Instead of peppering the landscape with proposals, seasoned shareholder proponents like the City Comptroller targeted only a few companies that have been criticized for perceived governance issues. It now appears that their strategy has succeeded, as Hewlett-Packard previously negotiated to include proxy access and the proposal won at Nabors. The next proposal of this kind to be voted on is at Chesapeake Energy's annual meeting this Friday, but given that their recent governance changes included the ability of two shareholders to name directors to the board, the concept of proxy access seemed to have already taken effect. 

June 4, 2012 2:18 PM | Posted by Ning Chiu | Permalink

It is an unusual annual meeting where Justin Timberlake acts as the Master of Ceremonies and Taylor Swift, Celine Dion, Lionel Ritchie and others perform for over 14,000, mostly employees, in attendance. But the focus at Wal-Mart’s meeting was clouded by recent allegations of FCPA violations, as evidenced in the annual meeting results announced today

Since slightly more than half of the shares are held by insiders, the opposition by more than 15% to the re-election of former CEO H. Lee Scott is not insignificant. ISS also recommended against current CEO Michael Duke, chairman Robson Walton and audit committee chair Christopher Williams, with those three directors receiving about 13% negative votes. Perhaps as a testament to ISS influence, the remaining directors emerged unscathed with at least 93% in support, even though CalPERS campaigned against the re-election of nine directors, the City Comptroller of New York targeted five directors and Glass Lewis also recommended against additional directors. 

In other director news today, Chesapeake Energy announced in advance of its annual meeting on Friday that it will change the composition of its board after reaching agreement with Southeastern Asset Management and Carl Icahn to add four new independent directors to replace four existing directors who plan to resign, and appoint a new independent chairman upon the retirement of a fifth existing director. It is unclear whether this development affects the hearing scheduled to take place in Oklahoma federal court on a preliminary injunction to delay the meeting until more information is made available about the related party transactions and perks involving the company's CEO. The plaintiffs argued that they needed more details to make informed voting decisions about director elections and the vote on executive compensation. 

Even with director elections in the news, ISS reports that the average vote for directors were 95.5% as of late May.
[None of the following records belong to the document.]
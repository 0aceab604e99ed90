// OpenAI API provider implementation
//
// This adapter also carries the generic OpenAI-protocol transport: the
// OpenRouter provider is the same wire format against a different base URL
// with extra identification headers, so it wraps this client instead of
// duplicating the request building.

use std::time::{Duration, Instant};

use async_trait::async_trait;
use futures::stream::StreamExt;
use reqwest::Client;
use serde::{Deserialize, Serialize};
use tracing::debug;

use super::error::ProviderError;
use super::types::{ChatMessage, ChatOptions, HealthCheckResult, ProviderKind};
use super::ProviderClient;
use crate::config::{ConfigUpdate, ProviderConfig};

const DEFAULT_BASE_URL: &str = "https://api.openai.com/v1";
const HEALTH_CHECK_TIMEOUT_SECS: u64 = 5;

/// Chat client speaking the OpenAI protocol.
///
/// `POST {base}/chat/completions` with bearer auth, buffered or SSE
/// streaming, `GET {base}/models` for listing. The base URL and extra
/// header set are parameters so one transport serves both OpenAI and
/// OpenRouter.
#[derive(Debug)]
pub struct OpenAiClient {
    config: ProviderConfig,
    api_key: String,
    base_url: String,
    extra_headers: Vec<(String, String)>,
    client: Client,
}

impl OpenAiClient {
    /// OpenAI-flavored client: default or config-supplied base URL, plus
    /// the organization header when an organization id is configured.
    pub fn new(config: ProviderConfig, api_key: String) -> Result<Self, ProviderError> {
        let (base_url, extra_headers) = match &config {
            ProviderConfig::OpenAi {
                base_url,
                organization_id,
                ..
            } => {
                let base = base_url
                    .clone()
                    .unwrap_or_else(|| DEFAULT_BASE_URL.to_string());
                let headers = organization_id
                    .iter()
                    .map(|org| ("OpenAI-Organization".to_string(), org.clone()))
                    .collect();
                (base, headers)
            }
            other => {
                return Err(ProviderError::Configuration(format!(
                    "expected an openai provider config, got kind {:?}",
                    other.kind()
                )))
            }
        };

        Self::with_transport(config, api_key, base_url, extra_headers)
    }

    /// Generic OpenAI-protocol transport against an arbitrary base URL and
    /// header set. Used directly by the OpenRouter specialization.
    pub fn with_transport(
        config: ProviderConfig,
        api_key: String,
        base_url: String,
        extra_headers: Vec<(String, String)>,
    ) -> Result<Self, ProviderError> {
        if api_key.trim().is_empty() {
            return Err(ProviderError::Configuration(
                "API key must not be empty".to_string(),
            ));
        }

        let client = Self::build_client(config.timeout_ms())?;
        Ok(Self {
            config,
            api_key,
            base_url: base_url.trim_end_matches('/').to_string(),
            extra_headers,
            client,
        })
    }

    /// Point the transport at a different host (gateway or test double).
    pub fn with_base_url(mut self, base_url: impl Into<String>) -> Self {
        self.base_url = base_url.into().trim_end_matches('/').to_string();
        self
    }

    fn build_client(timeout_ms: u64) -> Result<Client, ProviderError> {
        Client::builder()
            .timeout(Duration::from_millis(timeout_ms))
            .build()
            .map_err(|e| ProviderError::Configuration(format!("failed to build HTTP client: {e}")))
    }

    fn request(&self, method: reqwest::Method, url: &str) -> reqwest::RequestBuilder {
        let mut builder = self
            .client
            .request(method, url)
            .header("Authorization", format!("Bearer {}", self.api_key))
            .header("content-type", "application/json");
        for (name, value) in &self.extra_headers {
            builder = builder.header(name.as_str(), value.as_str());
        }
        builder
    }

    fn build_chat_request(
        &self,
        history: &[ChatMessage],
        json_only: bool,
        stream: bool,
    ) -> ChatCompletionRequest {
        ChatCompletionRequest {
            model: self.config.model().to_string(),
            messages: history
                .iter()
                .map(|m| WireMessage {
                    role: m.role.as_str().to_string(),
                    content: m.content.clone(),
                })
                .collect(),
            response_format: json_only.then(|| ResponseFormat {
                format_type: "json_object".to_string(),
            }),
            stream,
        }
    }

    async fn chat_buffered(&self, request: &ChatCompletionRequest) -> Result<String, ProviderError> {
        let url = format!("{}/chat/completions", self.base_url);
        debug!(url = %url, model = %request.model, "sending chat completion request");

        let response = self
            .request(reqwest::Method::POST, &url)
            .json(request)
            .send()
            .await
            .map_err(|e| ProviderError::from_reqwest(e, self.config.timeout_ms()))?;

        let status = response.status();
        if !status.is_success() {
            let body = response.text().await.unwrap_or_default();
            return Err(ProviderError::from_status(status.as_u16(), &body));
        }

        let reply: ChatCompletionResponse = response
            .json()
            .await
            .map_err(|e| ProviderError::from_reqwest(e, self.config.timeout_ms()))?;

        reply
            .choices
            .into_iter()
            .next()
            .and_then(|choice| choice.message.content)
            .ok_or_else(|| ProviderError::Api("response contained no choices".to_string()))
    }

    async fn chat_streaming(
        &self,
        request: &ChatCompletionRequest,
        on_chunk: &mut (dyn FnMut(&str) + Send),
    ) -> Result<String, ProviderError> {
        let url = format!("{}/chat/completions", self.base_url);
        debug!(url = %url, model = %request.model, "sending streaming chat completion request");

        let response = self
            .request(reqwest::Method::POST, &url)
            .json(request)
            .send()
            .await
            .map_err(|e| ProviderError::from_reqwest(e, self.config.timeout_ms()))?;

        let status = response.status();
        if !status.is_success() {
            let body = response.text().await.unwrap_or_default();
            return Err(ProviderError::from_status(status.as_u16(), &body));
        }

        let mut stream = response.bytes_stream();
        let mut buffer: Vec<u8> = Vec::new();
        let mut full_text = String::new();

        'outer: while let Some(chunk) = stream.next().await {
            let bytes =
                chunk.map_err(|e| ProviderError::from_reqwest(e, self.config.timeout_ms()))?;
            buffer.extend_from_slice(&bytes);

            while let Some(newline_pos) = buffer.iter().position(|&b| b == b'\n') {
                let line_bytes: Vec<u8> = buffer.drain(..=newline_pos).collect();
                let line = String::from_utf8_lossy(&line_bytes);

                // SSE format: "data: {...}\n"
                let Some(json_str) = line.strip_prefix("data: ") else {
                    continue;
                };
                let json_str = json_str.trim();
                if json_str == "[DONE]" {
                    break 'outer;
                }

                if let Ok(frame) = serde_json::from_str::<StreamFrame>(json_str) {
                    if let Some(choice) = frame.choices.into_iter().next() {
                        if let Some(content) = choice.delta.content {
                            if !content.is_empty() {
                                full_text.push_str(&content);
                                on_chunk(&content);
                            }
                        }
                    }
                }
            }
        }

        Ok(full_text)
    }
}

#[async_trait]
impl ProviderClient for OpenAiClient {
    async fn chat(
        &self,
        history: &[ChatMessage],
        options: ChatOptions<'_>,
    ) -> Result<String, ProviderError> {
        let mut options = options;
        let streaming = options.on_chunk.is_some();
        let request = self.build_chat_request(history, options.json_only, streaming);

        match options.on_chunk.take() {
            Some(cb) => self.chat_streaming(&request, cb).await,
            None => self.chat_buffered(&request).await,
        }
    }

    async fn health_check(&self) -> HealthCheckResult {
        let started = Instant::now();
        let url = format!("{}/models", self.base_url);

        let result = async {
            let response = self
                .request(reqwest::Method::GET, &url)
                .timeout(Duration::from_secs(HEALTH_CHECK_TIMEOUT_SECS))
                .send()
                .await
                .map_err(|e| {
                    ProviderError::from_reqwest(e, HEALTH_CHECK_TIMEOUT_SECS * 1000)
                })?;

            let status = response.status();
            if !status.is_success() {
                let body = response.text().await.unwrap_or_default();
                return Err(ProviderError::from_status(status.as_u16(), &body));
            }

            let models: ModelsResponse = response.json().await.map_err(|e| {
                ProviderError::from_reqwest(e, HEALTH_CHECK_TIMEOUT_SECS * 1000)
            })?;
            Ok(models.data.into_iter().map(|m| m.id).collect::<Vec<_>>())
        }
        .await;

        let elapsed_ms = started.elapsed().as_millis() as u64;
        match result {
            Ok(models) => HealthCheckResult::ok(Some(models), elapsed_ms),
            Err(e) => HealthCheckResult::failed(e.to_string(), elapsed_ms),
        }
    }

    async fn list_models(&self) -> Result<Vec<String>, ProviderError> {
        let url = format!("{}/models", self.base_url);
        let response = self
            .request(reqwest::Method::GET, &url)
            .send()
            .await
            .map_err(|e| ProviderError::from_reqwest(e, self.config.timeout_ms()))?;

        let status = response.status();
        if !status.is_success() {
            let body = response.text().await.unwrap_or_default();
            return Err(ProviderError::from_status(status.as_u16(), &body));
        }

        let models: ModelsResponse = response
            .json()
            .await
            .map_err(|e| ProviderError::from_reqwest(e, self.config.timeout_ms()))?;
        Ok(models.data.into_iter().map(|m| m.id).collect())
    }

    fn get_config(&self) -> ProviderConfig {
        self.config.clone()
    }

    fn update_config(&mut self, update: &ConfigUpdate) {
        self.config.apply_update(update);
        if let Some(base) = &update.base_url {
            // Only the OpenAI variant exposes a configurable base; the
            // OpenRouter base is fixed at construction
            if self.config.kind() == ProviderKind::OpenAi {
                self.base_url = base.trim_end_matches('/').to_string();
            }
        }
        if update.timeout_ms.is_some() {
            if let Ok(client) = Self::build_client(self.config.timeout_ms()) {
                self.client = client;
            }
        }
    }

    fn provider_kind(&self) -> ProviderKind {
        self.config.kind()
    }

    fn model_name(&self) -> &str {
        self.config.model()
    }
}

// OpenAI API types

#[derive(Debug, Clone, Serialize)]
struct ChatCompletionRequest {
    model: String,
    messages: Vec<WireMessage>,
    #[serde(skip_serializing_if = "Option::is_none")]
    response_format: Option<ResponseFormat>,
    #[serde(skip_serializing_if = "is_false")]
    stream: bool,
}

fn is_false(b: &bool) -> bool {
    !*b
}

#[derive(Debug, Clone, Serialize, Deserialize)]
struct WireMessage {
    role: String,
    content: String,
}

#[derive(Debug, Clone, Serialize)]
struct ResponseFormat {
    #[serde(rename = "type")]
    format_type: String,
}

#[derive(Debug, Clone, Deserialize)]
struct ChatCompletionResponse {
    choices: Vec<Choice>,
}

#[derive(Debug, Clone, Deserialize)]
struct Choice {
    message: ResponseMessage,
}

#[derive(Debug, Clone, Deserialize)]
struct ResponseMessage {
    content: Option<String>,
}

// Streaming types

#[derive(Debug, Clone, Deserialize)]
struct StreamFrame {
    choices: Vec<StreamChoice>,
}

#[derive(Debug, Clone, Deserialize)]
struct StreamChoice {
    delta: Delta,
}

#[derive(Debug, Clone, Deserialize)]
struct Delta {
    content: Option<String>,
}

#[derive(Debug, Clone, Deserialize)]
struct ModelsResponse {
    #[serde(default)]
    data: Vec<ModelEntry>,
}

#[derive(Debug, Clone, Deserialize)]
struct ModelEntry {
    id: String,
}

#[cfg(test)]
mod tests {
    use super::*;

    fn openai_config() -> ProviderConfig {
        ProviderConfig::default_for(ProviderKind::OpenAi)
    }

    #[test]
    fn test_client_creation() {
        let client = OpenAiClient::new(openai_config(), "test-key".to_string()).unwrap();
        assert_eq!(client.provider_kind(), ProviderKind::OpenAi);
        assert_eq!(client.base_url, DEFAULT_BASE_URL);
    }

    #[test]
    fn test_empty_key_rejected() {
        let err = OpenAiClient::new(openai_config(), "  ".to_string()).unwrap_err();
        assert!(matches!(err, ProviderError::Configuration(_)));
    }

    #[test]
    fn test_organization_header_from_config() {
        let config = ProviderConfig::OpenAi {
            model: "gpt-4o-mini".to_string(),
            timeout_ms: 60_000,
            base_url: None,
            organization_id: Some("org-123".to_string()),
        };
        let client = OpenAiClient::new(config, "test-key".to_string()).unwrap();
        assert_eq!(
            client.extra_headers,
            vec![("OpenAI-Organization".to_string(), "org-123".to_string())]
        );
    }

    #[test]
    fn test_base_url_trailing_slash_trimmed() {
        let config = ProviderConfig::OpenAi {
            model: "gpt-4o-mini".to_string(),
            timeout_ms: 60_000,
            base_url: Some("https://proxy.example.com/v1/".to_string()),
            organization_id: None,
        };
        let client = OpenAiClient::new(config, "test-key".to_string()).unwrap();
        assert_eq!(client.base_url, "https://proxy.example.com/v1");
    }

    #[test]
    fn test_request_serialization_skips_defaults() {
        let client = OpenAiClient::new(openai_config(), "test-key".to_string()).unwrap();
        let request = client.build_chat_request(&[ChatMessage::user("hi")], false, false);
        let json = serde_json::to_string(&request).unwrap();
        assert!(!json.contains("stream"));
        assert!(!json.contains("response_format"));

        let request = client.build_chat_request(&[ChatMessage::user("hi")], true, true);
        let json = serde_json::to_string(&request).unwrap();
        assert!(json.contains(r#""stream":true"#));
        assert!(json.contains(r#""type":"json_object""#));
    }
}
Only 7 out of 5,7000 directors have failed to win majority support, and for all the same reasons as in prior years – attendance issues, adoption of poison pills without shareholder approval and failure to implement shareholder proposals that received majority of votes from shareholders. Most of those directors remain on their boards due to plurality voting structures.

June 1, 2012 2:20 PM | Posted by Ning Chiu | Permalink

The U.S. Chamber of Commerce recently sent a letter to the SEC asking the regulator to "monitor the activities" of Glass Lewis, questioning whether the proxy advisory firm's recent vote recommendations for the 2012 Canadian Pacific Railway meeting was influenced by its parent company, the Ontario Teachers' Pension Board. The letter pointed out that the Ontario Teachers' opposition to the board of directors of Canadian Pacific Railway was followed by Glass Lewis issuing a recommendation that shareholders vote for the alternative slate of directors. The Chamber questions the "tangible conflicts of interest in the operation of proxy advisory firms."

Glass Lewis issued a press release refuting the Chamber's assertions. In a fairly defensive statement, Glass Lewis' first response, although not pertinent to the issue, is that it does not offer consulting services to public companies or their directors. Glass Lewis noted that it fully disclosed the potential conflict on the front cover of the relevant research report that Ontario Teachers has a stake in Canadian Pacific (although the excerpt of the cover did not indicate Ontario Teachers' position) and that the timing of the report was driven by meetings with the company and dissidents. In addition, Glass Lewis also emphasized that it recommended for seven of the company's nominees while Ontario Teachers voted against all of them, and highlighted two incidents where the firm's recommendations differed from Ontario Teachers' votes in the last two years. 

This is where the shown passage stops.